6. After completion of the investigation and after receipt of the post
mortem report and reports of the Chemical Analyser, charge sheet was filed
against A-1, A-2, A-3, A-4 and A-5 for the commission of the crime. The learned
Judicial Magistrate committed the trial to the learned Additional Sessions
Judge, who framed the charges against them for the offence under Sections 147,
148 and 302, IPC, read with Section 149, IPC.

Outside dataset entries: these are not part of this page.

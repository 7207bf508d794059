//! mirrorfs-engine: the core of mirrorfs.
//!
//! The engine maintains a versioned mirror of each remote endpoint's
//! filesystem and answers browse, read, timeline and export queries over
//! it. Collection agents feed it snapshots; it never touches an endpoint
//! directly.
//!
//! # Architecture
//!
//! ```text
//! ┌─────────────────────────────────────────────────────────────────┐
//! │                            Engine                               │
//! │  per endpoint:                      shared:                     │
//! │  ┌──────────────┐ ┌──────────────┐  ┌──────────────────────┐    │
//! │  │  PathTree    │ │ VersionStore │  │  ContentFetcher      │    │
//! │  │ (namespace)  │ │ (snapshots)  │  │  (ranges + codecs)   │    │
//! │  └──────────────┘ └──────────────┘  └──────────────────────┘    │
//! │  derived views:                     ┌──────────────────────┐    │
//! │  ┌──────────────┐ ┌──────────────┐  │  OperationTracker    │    │
//! │  │TimelineBuild.│ │ArchiveExport.│  │  (refresh/update)    │    │
//! │  └──────────────┘ └──────────────┘  └──────────────────────┘    │
//! └────────────┬──────────────────────────────────┬─────────────────┘
//!              │ ContentStore (byte ranges)       │ Collector (requests)
//!              ▼                                  ▼
//!        content collaborator             remote collection agent
//! ```
//!
//! The two collaborators are abstract: [`store::ContentStore`] serves
//! byte ranges keyed by `(endpoint, path, timestamp)`, and
//! [`store::Collector`] carries refresh/content-update requests to the
//! agent. Completion comes back through
//! [`Engine::complete_operation`], which tolerates at-least-once
//! delivery.

pub mod archive;
pub mod codec;
pub mod content;
pub mod engine;
pub mod ops;
pub mod store;
pub mod timeline;
pub mod tree;
pub mod version;

pub use archive::{ArchiveBundle, ArchiveExporter};
pub use content::{sha256_hex, BlobSlice, ContentFetcher, TextSlice};
pub use engine::{Engine, EngineConfig};
pub use ops::OperationTracker;
pub use store::{Collector, ContentKey, ContentSlice, ContentStore, MemoryContentStore};
pub use timeline::TimelineBuilder;
pub use tree::{ListOptions, NodeInfo, PathTree};
pub use version::VersionStore;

The prosecution examined as many as 13 witnesses in support of its case. In
their statements recorded under Section 313 of Cr.P.C., all the accused persons
denied their involvement in the crime and pleaded false implication on
suspicion.
7. The case of the prosecution rests on circumstantial evidence. The
prosecution relied upon the following circumstances:
-
Illicit relations of the deceased Gunwant with Smt. Shantabai (A-1)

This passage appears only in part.